Несмотря на достаточно четкий доклад Малинина, командующий фронтом потребовал принять любые меры, чтобы предотвратить распространение противника от Солнечногорска к Москве. Нам с Михаилом Сергеевичем пришлось изрядно потрудиться и поломать голову, чтобы [43] собрать хоть немного войск для отправки под Солнечногорск. На нашем левом фланге положение тоже было сложное. В районе Истры вели тяжелые бои 9-я гвардейская стрелковая дивизия генерала Белобородова и 11-я гвардейская стрелковая дивизия генерала Чернышева. И все-таки нам удалось, как говорят, «с кровью» оторвать с истринского направления два стрелковых батальона и один истребительно-противотанковый артиллерийский полк, направив их под Солнечногорск.
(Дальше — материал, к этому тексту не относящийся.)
//! Date helper functions

use chrono::{DateTime, Local, NaiveDate, NaiveDateTime};

/// Text rendered in place of a date that cannot be parsed
pub const INVALID_DATE: &str = "Invalid Date";

/// Parse a front-matter date string in the formats authors commonly use
pub fn parse_date(s: &str) -> Option<NaiveDateTime> {
    let s = s.trim();

    // A trailing offset is honoured and the result shown in local time
    let zoned = match s.strip_suffix(['Z', 'z']) {
        Some(utc) => format!("{}+00:00", utc),
        None => s.to_string(),
    };
    let offset_formats = [
        "%Y-%m-%dT%H:%M:%S%.f%z",
        "%Y-%m-%dT%H:%M:%S%.f%:z",
        "%Y-%m-%dT%H:%M%z",
        "%Y-%m-%dT%H:%M%:z",
        "%Y-%m-%d %H:%M:%S%.f %z",
        "%Y-%m-%d %H:%M:%S%.f %:z",
        "%Y-%m-%d %H:%M:%S%.f%z",
        "%Y-%m-%d %H:%M:%S%.f%:z",
    ];
    for fmt in offset_formats {
        if let Ok(dt) = DateTime::parse_from_str(&zoned, fmt) {
            return Some(dt.with_timezone(&Local).naive_local());
        }
    }

    let formats = [
        "%Y-%m-%d %H:%M:%S%.f",
        "%Y/%m/%d %H:%M:%S",
        "%Y-%m-%d %H:%M",
        "%Y/%m/%d %H:%M",
        "%Y-%m-%dT%H:%M:%S%.f",
        "%Y-%m-%dT%H:%M",
    ];

    for fmt in formats {
        if let Ok(dt) = NaiveDateTime::parse_from_str(s, fmt) {
            return Some(dt);
        }
    }

    for fmt in ["%Y-%m-%d", "%Y/%m/%d"] {
        if let Ok(d) = NaiveDate::parse_from_str(s, fmt) {
            return d.and_hms_opt(0, 0, 0);
        }
    }

    if let Ok(dt) = DateTime::parse_from_rfc3339(s) {
        return Some(dt.with_timezone(&Local).naive_local());
    }

    None
}

/// Format a date using a Moment.js-compatible format string
///
/// # Examples
/// ```ignore
/// format_date(&date, "YYYY年MM月DD日") // -> "2024年01月15日"
/// ```
pub fn format_date(date: &NaiveDateTime, format: &str) -> String {
    let chrono_format = moment_to_chrono_format(format);
    date.format(&chrono_format).to_string()
}

/// Convert Moment.js format to chrono format
fn moment_to_chrono_format(format: &str) -> String {
    // Literal '%' must survive the conversion
    let mut result = format.replace('%', "%%");

    // Longest tokens first within each family
    let replacements = [
        ("YYYY", "%Y"),
        ("YY", "%y"),
        ("MMMM", "%B"),
        ("MMM", "%b"),
        ("MM", "%m"),
        ("DD", "%d"),
        ("HH", "%H"),
        ("hh", "%I"),
        ("mm", "%M"),
        ("ss", "%S"),
    ];

    for (from, to) in replacements {
        result = result.replace(from, to);
    }

    result
}
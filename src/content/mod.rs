//! Content module - handles articles, front-matter and markdown

mod article;
mod frontmatter;
pub mod loader;
mod markdown;

pub use article::{article_id, sort_articles, ArticleRecord, MARKDOWN_EXTENSION};
pub use frontmatter::FrontMatter;
pub use loader::{ContentLoader, SourceDocument};
pub use markdown::MarkdownRenderer;
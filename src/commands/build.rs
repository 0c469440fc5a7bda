//! Build the site

use anyhow::Result;

use crate::generator::{BuildSummary, Generator};
use crate::Blog;

/// Build the blog from scratch
pub async fn run(blog: &Blog) -> Result<BuildSummary> {
    let start = std::time::Instant::now();

    tracing::debug!(
        "Building {:?} -> {:?} (templates in {:?})",
        blog.source_dir,
        blog.output_dir,
        blog.template_dir
    );

    let generator = Generator::new(blog).await?;
    let summary = generator.generate().await?;

    if !summary.skipped.is_empty() {
        tracing::info!("Skipped {} file(s) without title or date", summary.skipped.len());
    }

    let duration = start.elapsed();
    tracing::info!("Generated in {:.2}s", duration.as_secs_f64());

    Ok(summary)
}
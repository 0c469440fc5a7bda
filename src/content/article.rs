//! Article model

use chrono::NaiveDateTime;
use serde::Serialize;

use super::FrontMatter;
use crate::helpers;

/// Extension that marks a source file as an article
pub const MARKDOWN_EXTENSION: &str = ".md";

/// Summary of one accepted article
#[derive(Debug, Clone, Serialize)]
pub struct ArticleRecord {
    /// Output directory name (file name without extension)
    pub id: String,

    /// Article title
    pub title: String,

    /// Date exactly as written in the front-matter
    pub date: String,

    /// Optional description
    pub description: Option<String>,

    /// Tags, in front-matter order
    pub tags: Vec<String>,

    /// Parsed date, used for ordering
    #[serde(skip)]
    pub published: Option<NaiveDateTime>,
}

impl ArticleRecord {
    /// Build a record from parsed front-matter.
    ///
    /// Returns `None` unless both `title` and `date` are present and
    /// non-empty.
    pub fn from_front_matter(id: &str, fm: FrontMatter) -> Option<Self> {
        let title = fm.title()?.to_string();
        let date = fm.date()?.to_string();
        let description = fm.description().map(str::to_string);

        Some(Self {
            id: id.to_string(),
            published: helpers::parse_date(&date),
            title,
            date,
            description,
            tags: fm.tags,
        })
    }

    /// Description, falling back to the title
    pub fn description_or_title(&self) -> &str {
        self.description.as_deref().unwrap_or(&self.title)
    }

    /// Date rendered with a Moment-style pattern, or `Invalid Date`
    pub fn formatted_date(&self, format: &str) -> String {
        match &self.published {
            Some(date) => helpers::format_date(date, format),
            None => helpers::INVALID_DATE.to_string(),
        }
    }
}

/// Derive the article id from its file name. `None` when the id would not
/// name a directory of its own (`.md`, `..md`, `...md`).
pub fn article_id(filename: &str) -> Option<&str> {
    let id = filename
        .strip_suffix(MARKDOWN_EXTENSION)
        .unwrap_or(filename);
    match id {
        "" | "." | ".." => None,
        _ => Some(id),
    }
}

/// Sort by date descending (newest first). Dates that do not parse go last;
/// the sort is stable.
pub fn sort_articles(articles: &mut [ArticleRecord]) {
    articles.sort_by(|a, b| b.published.cmp(&a.published));
}

#[cfg(test)]
mod tests {
    use super::*;

    fn front_matter(yaml: &str) -> FrontMatter {
        let content = format!("---\n{}\n---\n", yaml);
        FrontMatter::parse(&content).0
    }

    fn record(id: &str, date: &str) -> ArticleRecord {
        let fm = front_matter(&format!("title: {}\ndate: {}", id, date));
        ArticleRecord::from_front_matter(id, fm).unwrap()
    }

    #[test]
    fn test_requires_title_and_date() {
        assert!(ArticleRecord::from_front_matter("a", front_matter("title: Only title")).is_none());
        assert!(ArticleRecord::from_front_matter("b", front_matter("date: 2024-01-01")).is_none());
        assert!(ArticleRecord::from_front_matter("c", FrontMatter::default()).is_none());
        assert!(
            ArticleRecord::from_front_matter("d", front_matter("title: ''\ndate: 2024-01-01"))
                .is_none()
        );
    }

    #[test]
    fn test_description_fallback() {
        let fm = front_matter("title: Hello\ndate: 2024-01-05");
        let article = ArticleRecord::from_front_matter("hello", fm).unwrap();
        assert_eq!(article.description, None);
        assert_eq!(article.description_or_title(), "Hello");

        let fm = front_matter("title: Hello\ndate: 2024-01-05\ndescription: Greetings");
        let article = ArticleRecord::from_front_matter("hello", fm).unwrap();
        assert_eq!(article.description_or_title(), "Greetings");
    }

    #[test]
    fn test_formatted_date() {
        let article = record("hello", "2024-01-05");
        assert_eq!(article.formatted_date("YYYY年MM月DD日"), "2024年01月05日");

        let article = record("broken", "someday");
        assert_eq!(article.date, "someday");
        assert_eq!(article.formatted_date("YYYY年MM月DD日"), "Invalid Date");
    }

    #[test]
    fn test_article_id() {
        assert_eq!(article_id("hello.md"), Some("hello"));
        assert_eq!(article_id("notes.v2.md"), Some("notes.v2"));
        assert_eq!(article_id("README"), Some("README"));
    }

    #[test]
    fn test_article_id_must_name_a_directory() {
        assert_eq!(article_id(".md"), None);
        assert_eq!(article_id("..md"), None);
        assert_eq!(article_id("...md"), None);
        assert_eq!(article_id("....md"), Some("..."));
    }

    #[test]
    fn test_sort_newest_first() {
        let mut articles = vec![
            record("middle", "2024-02-01"),
            record("oldest", "2023-12-31"),
            record("newest", "2024-03-15 08:00"),
        ];
        sort_articles(&mut articles);
        let ids: Vec<_> = articles.iter().map(|a| a.id.as_str()).collect();
        assert_eq!(ids, vec!["newest", "middle", "oldest"]);
    }

    #[test]
    fn test_unparseable_dates_sort_last() {
        let mut articles = vec![
            record("broken", "tomorrow"),
            record("old", "2020-01-01"),
            record("new", "2024-01-01"),
        ];
        sort_articles(&mut articles);
        let ids: Vec<_> = articles.iter().map(|a| a.id.as_str()).collect();
        assert_eq!(ids, vec!["new", "old", "broken"]);
    }
}
//! Helper functions shared by the page renderer and the commands

mod date;
mod html;

pub use date::*;
pub use html::*;
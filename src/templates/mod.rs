//! Page templates and placeholder substitution
//!
//! Templates are plain HTML files containing `{{NAME}}` tokens. There are no
//! loops or conditionals: the listing is assembled in Rust and substituted as
//! a single value.

use lazy_static::lazy_static;
use regex::{Captures, Regex};
use std::collections::{HashMap, HashSet};
use std::path::Path;
use tokio::fs;

use crate::config::SiteConfig;
use crate::content::ArticleRecord;
use crate::error::{BuildError, BuildResult};
use crate::helpers::{html_escape, tag_spans};

/// Post template written by `init`
pub const DEFAULT_POST_TEMPLATE: &str = include_str!("defaults/blog-post.html");
/// Listing template written by `init`
pub const DEFAULT_LIST_TEMPLATE: &str = include_str!("defaults/blog-list.html");

/// One listing entry; ends with the same indentation it starts with
const CARD_TEMPLATE: &str = r#"
    <article class="blog-card">
      <a href="{{ID}}/index.html">
        <h3 class="blog-card-title">{{TITLE}}</h3>
        <p class="blog-card-date">{{DATE_FORMATTED}}</p>
        <p class="blog-card-description">{{DESCRIPTION}}</p>
        <div class="blog-card-tags">
          {{TAGS}}
        </div>
      </a>
    </article>
  "#;

lazy_static! {
    static ref PLACEHOLDER: Regex = Regex::new(r"\{\{([A-Z][A-Z0-9_]*)\}\}").unwrap();
}

/// How many occurrences of each placeholder get replaced
#[derive(Debug, Clone, Copy, PartialEq, Eq)]
pub enum Occurrence {
    All,
    First,
}

/// Replace `{{KEY}}` tokens with their mapped values in a single pass.
///
/// Substituted values are never rescanned. Tokens with no mapping are kept
/// verbatim.
pub fn substitute(template: &str, values: &HashMap<&str, String>, occurrence: Occurrence) -> String {
    let mut replaced: HashSet<String> = HashSet::new();

    PLACEHOLDER
        .replace_all(template, |caps: &Captures| {
            let key = &caps[1];
            match values.get(key) {
                Some(value) if occurrence == Occurrence::All || replaced.insert(key.to_string()) => {
                    value.clone()
                }
                _ => caps[0].to_string(),
            }
        })
        .into_owned()
}

/// The post and listing templates, loaded once per build
#[derive(Debug, Clone)]
pub struct Templates {
    post: String,
    list: String,
    date_format: String,
    escape_html: bool,
}

impl Templates {
    /// Create from template text, with default rendering options
    pub fn new(post: impl Into<String>, list: impl Into<String>) -> Self {
        let defaults = SiteConfig::default();
        Self {
            post: post.into(),
            list: list.into(),
            date_format: defaults.date_format,
            escape_html: defaults.escape_html,
        }
    }

    /// Read both templates from `dir` as named in the config
    pub async fn load(dir: &Path, config: &SiteConfig) -> BuildResult<Self> {
        let post = read_template(&dir.join(&config.post_template)).await?;
        let list = read_template(&dir.join(&config.list_template)).await?;

        Ok(Self::new(post, list)
            .with_date_format(&config.date_format)
            .with_escape_html(config.escape_html))
    }

    pub fn with_date_format(mut self, format: &str) -> Self {
        self.date_format = format.to_string();
        self
    }

    pub fn with_escape_html(mut self, escape: bool) -> Self {
        self.escape_html = escape;
        self
    }

    /// Render the page of one article around its rendered markdown
    pub fn render_post(&self, article: &ArticleRecord, content_html: &str) -> String {
        let values = HashMap::from([
            ("TITLE", self.field(&article.title)),
            ("DESCRIPTION", self.field(article.description_or_title())),
            ("DATE", self.field(&article.date)),
            ("DATE_FORMATTED", self.formatted_date(article)),
            ("TAGS", self.tags(&article.tags)),
            ("CONTENT", content_html.to_string()),
        ]);
        substitute(&self.post, &values, Occurrence::All)
    }

    /// Render the listing card of one article
    pub fn render_card(&self, article: &ArticleRecord) -> String {
        let values = HashMap::from([
            ("ID", self.field(&article.id)),
            ("TITLE", self.field(&article.title)),
            ("DATE_FORMATTED", self.formatted_date(article)),
            (
                "DESCRIPTION",
                self.field(article.description.as_deref().unwrap_or("")),
            ),
            ("TAGS", self.tags(&article.tags)),
        ]);
        substitute(CARD_TEMPLATE, &values, Occurrence::All)
    }

    /// Render the listing page; articles must already be in display order
    pub fn render_listing(&self, articles: &[ArticleRecord]) -> String {
        let cards: String = articles.iter().map(|a| self.render_card(a)).collect();
        let values = HashMap::from([("ARTICLES", cards)]);
        substitute(&self.list, &values, Occurrence::First)
    }

    fn field(&self, value: &str) -> String {
        if self.escape_html {
            html_escape(value)
        } else {
            value.to_string()
        }
    }

    fn formatted_date(&self, article: &ArticleRecord) -> String {
        self.field(&article.formatted_date(&self.date_format))
    }

    fn tags(&self, tags: &[String]) -> String {
        if self.escape_html {
            let escaped: Vec<String> = tags.iter().map(|t| html_escape(t)).collect();
            tag_spans(&escaped)
        } else {
            tag_spans(tags)
        }
    }
}

async fn read_template(path: &Path) -> BuildResult<String> {
    tracing::debug!("Loading template {:?}", path);
    fs::read_to_string(path)
        .await
        .map_err(|source| BuildError::ReadTemplate {
            path: path.to_path_buf(),
            source,
        })
}
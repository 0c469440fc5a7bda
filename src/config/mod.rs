//! Configuration module

mod site;

pub use site::SiteConfig;
pub use site::CONFIG_FILE;
//! Generator module - runs the article pipeline and writes the site

use std::path::{Path, PathBuf};
use tokio::fs;

use crate::content::{
    article_id, sort_articles, ArticleRecord, ContentLoader, FrontMatter, MarkdownRenderer,
};
use crate::error::{BuildError, BuildResult};
use crate::templates::Templates;
use crate::Blog;

/// Name of the page written for each article and for the listing
pub const INDEX_FILE: &str = "index.html";

/// Outcome of a successful build
#[derive(Debug, Clone, Default)]
pub struct BuildSummary {
    /// Ids of generated articles, in listing order
    pub generated: Vec<String>,
    /// Source files skipped for missing `title` or `date`
    pub skipped: Vec<String>,
}

/// Static site generator
pub struct Generator {
    loader: ContentLoader,
    templates: Templates,
    renderer: MarkdownRenderer,
    output: OutputWriter,
}

impl Generator {
    /// Create a generator for a site, loading its templates
    pub async fn new(blog: &Blog) -> BuildResult<Self> {
        let templates = Templates::load(&blog.template_dir, &blog.config).await?;
        Ok(Self::with_templates(
            &blog.source_dir,
            &blog.output_dir,
            templates,
        ))
    }

    /// Create a generator from already loaded templates
    pub fn with_templates(source_dir: &Path, output_dir: &Path, templates: Templates) -> Self {
        Self {
            loader: ContentLoader::new(source_dir),
            templates,
            renderer: MarkdownRenderer::new(),
            output: OutputWriter::new(output_dir),
        }
    }

    /// Generate the entire site
    pub async fn generate(&self) -> BuildResult<BuildSummary> {
        tracing::info!("Processing articles...");

        // List first so an unreadable source leaves the old output alone
        let files = self.loader.list().await?;

        self.output.reset().await?;

        let mut summary = BuildSummary::default();

        if files.is_empty() {
            tracing::warn!("No markdown files found in source directory");
            return Ok(summary);
        }

        let mut articles = Vec::new();

        for filename in &files {
            match self.generate_article(filename).await? {
                Some(article) => articles.push(article),
                None => summary.skipped.push(filename.clone()),
            }
        }

        sort_articles(&mut articles);

        let listing = self.templates.render_listing(&articles);
        self.output.write_index(&listing).await?;
        tracing::info!("Generated article listing");

        summary.generated = articles.into_iter().map(|a| a.id).collect();
        tracing::info!("Done: processed {} articles", summary.generated.len());

        Ok(summary)
    }

    /// Render and write one article. Returns `None` when it was skipped.
    async fn generate_article(&self, filename: &str) -> BuildResult<Option<ArticleRecord>> {
        let doc = self.loader.load(filename).await?;
        let (fm, body) = FrontMatter::parse(&doc.content);

        let Some(id) = article_id(&doc.filename) else {
            tracing::warn!("{}: file name gives no usable id, skipping", doc.filename);
            return Ok(None);
        };
        let Some(article) = ArticleRecord::from_front_matter(id, fm) else {
            tracing::warn!("{}: missing title or date, skipping", doc.filename);
            return Ok(None);
        };

        let content_html = self.renderer.render(body);
        let page = self.templates.render_post(&article, &content_html);
        self.output.write_article(&article.id, &page).await?;

        tracing::info!("Generated {}", article.id);
        Ok(Some(article))
    }
}

/// Owns the output directory
pub struct OutputWriter {
    root: PathBuf,
}

impl OutputWriter {
    pub fn new<P: AsRef<Path>>(root: P) -> Self {
        Self {
            root: root.as_ref().to_path_buf(),
        }
    }

    /// Remove everything under the output directory, leaving it empty
    pub async fn reset(&self) -> BuildResult<()> {
        let exists = fs::try_exists(&self.root)
            .await
            .map_err(|source| self.error(&self.root, source))?;
        if exists {
            fs::remove_dir_all(&self.root)
                .await
                .map_err(|source| self.error(&self.root, source))?;
            tracing::debug!("Deleted: {:?}", self.root);
        }
        fs::create_dir_all(&self.root)
            .await
            .map_err(|source| self.error(&self.root, source))
    }

    /// Write `<root>/<id>/index.html`
    pub async fn write_article(&self, id: &str, html: &str) -> BuildResult<PathBuf> {
        let dir = self.root.join(id);
        fs::create_dir_all(&dir)
            .await
            .map_err(|source| self.error(&dir, source))?;
        self.write(dir.join(INDEX_FILE), html).await
    }

    /// Write `<root>/index.html`
    pub async fn write_index(&self, html: &str) -> BuildResult<PathBuf> {
        self.write(self.root.join(INDEX_FILE), html).await
    }

    async fn write(&self, path: PathBuf, html: &str) -> BuildResult<PathBuf> {
        fs::write(&path, html)
            .await
            .map_err(|source| self.error(&path, source))?;
        tracing::debug!("Generated: {:?}", path);
        Ok(path)
    }

    fn error(&self, path: &Path, source: std::io::Error) -> BuildError {
        BuildError::WriteOutput {
            path: path.to_path_buf(),
            source,
        }
    }
}
//! Skill-gap aggregation over the ranked match set.

use crate::models::{JobRecord, SkillGapEntry};
use std::collections::{HashMap, HashSet};

// ── Resource catalog ──────────────────────────────────────────────────────────

/// External recommendation lookup keyed by skill string. A missing mapping is
/// normal: the gap entry still appears, with no resources.
pub trait ResourceCatalog: Send + Sync {
    fn resources_for(&self, skill: &str) -> Vec<String>;
}

/// Small built-in lookup covering common skills.
pub struct StaticCatalog;

impl ResourceCatalog for StaticCatalog {
    fn resources_for(&self, skill: &str) -> Vec<String> {
        let links: &[&str] = match skill {
            "sql" => &["https://sqlbolt.com", "https://mode.com/sql-tutorial"],
            "excel" => &["https://exceljet.net"],
            "python" => &["https://docs.python.org/3/tutorial"],
            "javascript" => &["https://javascript.info"],
            "docker" => &["https://docs.docker.com/get-started"],
            "kubernetes" => &["https://kubernetes.io/docs/tutorials"],
            "project management" => &["https://www.pmi.org/learning"],
            "customer service" => &["https://www.coursera.org/courses?query=customer%20service"],
            "inventory management" => &["https://www.coursera.org/courses?query=inventory"],
            "data entry" => &["https://www.typing.com"],
            _ => &[],
        };
        links.iter().map(|l| l.to_string()).collect()
    }
}

// ── Aggregation ───────────────────────────────────────────────────────────────

/// Top unmet skills across the ranked jobs, descending by the number of
/// distinct jobs missing each skill; lexicographic tie-break. Jobs below the
/// display threshold never reach this function, so the signal stays tied to
/// realistically attainable roles.
pub fn aggregate(
    ranked: &[JobRecord],
    profile_skills: &[String],
    catalog: &dyn ResourceCatalog,
    top_n: usize,
) -> Vec<SkillGapEntry> {
    let profile: HashSet<String> = profile_skills
        .iter()
        .map(|s| s.trim().to_lowercase())
        .collect();

    let mut freq: HashMap<&str, usize> = HashMap::new();
    for job in ranked {
        let distinct: HashSet<&str> = job.missing_skills.iter().map(String::as_str).collect();
        for skill in distinct {
            if profile.contains(skill) {
                continue;
            }
            *freq.entry(skill).or_default() += 1;
        }
    }

    let mut entries: Vec<(&str, usize)> = freq.into_iter().collect();
    entries.sort_by(|a, b| b.1.cmp(&a.1).then(a.0.cmp(b.0)));
    entries.truncate(top_n);

    entries
        .into_iter()
        .map(|(skill, frequency)| SkillGapEntry {
            skill: skill.to_string(),
            frequency,
            resources: catalog.resources_for(skill),
        })
        .collect()
}

// ── Tests ─────────────────────────────────────────────────────────────────────

#[cfg(test)]
mod tests {
    use super::*;
    use chrono::Utc;

    fn ranked_job(title: &str, missing: &[&str]) -> JobRecord {
        JobRecord {
            title: title.to_string(),
            company: "Acme".to_string(),
            location: String::new(),
            description: String::new(),
            requirements: missing.iter().map(|m| m.to_string()).collect(),
            sources: vec!["indeed".to_string()],
            url: String::new(),
            posted: None,
            dedup_key: title.to_lowercase(),
            match_score: 60,
            matched_skills: Vec::new(),
            missing_skills: missing.iter().map(|m| m.to_string()).collect(),
            scraped_at: Utc::now().naive_utc(),
        }
    }

    #[test]
    fn test_frequency_counts_distinct_jobs() {
        let jobs = vec![
            ranked_job("A", &["sql", "sql", "docker"]),
            ranked_job("B", &["sql"]),
            ranked_job("C", &["docker"]),
        ];
        let gaps = aggregate(&jobs, &[], &StaticCatalog, 5);

        // "sql" appears twice in job A but counts once per job
        assert_eq!(gaps[0].skill, "docker");
        assert_eq!(gaps[0].frequency, 2);
        assert_eq!(gaps[1].skill, "sql");
        assert_eq!(gaps[1].frequency, 2);
    }

    #[test]
    fn test_lexicographic_tie_break_and_bound() {
        let jobs = vec![ranked_job("A", &["f", "e", "d", "c", "b", "a"])];
        let gaps = aggregate(&jobs, &[], &StaticCatalog, 5);

        assert_eq!(gaps.len(), 5);
        let skills: Vec<&str> = gaps.iter().map(|g| g.skill.as_str()).collect();
        assert_eq!(skills, vec!["a", "b", "c", "d", "e"]);
        assert!(gaps.windows(2).all(|w| w[0].frequency >= w[1].frequency));
    }

    #[test]
    fn test_gap_without_catalog_mapping_still_appears() {
        let jobs = vec![ranked_job("A", &["underwater basket weaving"])];
        let gaps = aggregate(&jobs, &[], &StaticCatalog, 5);

        assert_eq!(gaps.len(), 1);
        assert!(gaps[0].resources.is_empty());

        let known = aggregate(&[ranked_job("B", &["sql"])], &[], &StaticCatalog, 5);
        assert!(!known[0].resources.is_empty());
    }

    #[test]
    fn test_profile_skills_never_reported_as_gaps() {
        let jobs = vec![ranked_job("A", &["sql", "docker"])];
        let profile = vec!["SQL".to_string()];
        let gaps = aggregate(&jobs, &profile, &StaticCatalog, 5);

        let skills: Vec<&str> = gaps.iter().map(|g| g.skill.as_str()).collect();
        assert_eq!(skills, vec!["docker"]);
    }
}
Рокоссовский и Лобачев появились в штабе только глубокой ночью. Мы сразу оживились и буквально накинулись на них с расспросами. Но Константин Константинович сразу же отразил нашу «атаку»:

— Товарищи, не до сантиментов сейчас. Михаил Сергеевич, доложите обстановку на фронте.

Константин Константинович был полон энергии и решимости. Глядя на него, трудно было догадаться, что последние двое суток он провел в непрерывном нервном напряжении и почти без сна.

Выслушав доклад, Рокоссовский сказал, что обстановка еще сложнее, чем мы представляем. Помимо Клина и Солнечногорска враг овладел Рогачевом, и его танки рвутся к каналу Москва — Волга.

Около 3 часов ночи раздался телефонный звонок. На этот раз по ВЧ командарма вызывала Ставка Верховного Главнокомандования. Спрашивали об обстановке в полосе нашей армии. Рокоссовский доложил о ее сложности, об отсутствии сплошного фронта и необходимых резервов. Мы узнали еще об одной беде. Немцы заняли Красную Поляну. Местные жители успели сообщить по телефону, что там устанавливаются дальнобойные орудия для обстрела Кремля. Ставка требовала от армии держаться и обещала к утру прислать свежие части. Перед артиллерией была поставлена задача воспретить обстрел Кремля.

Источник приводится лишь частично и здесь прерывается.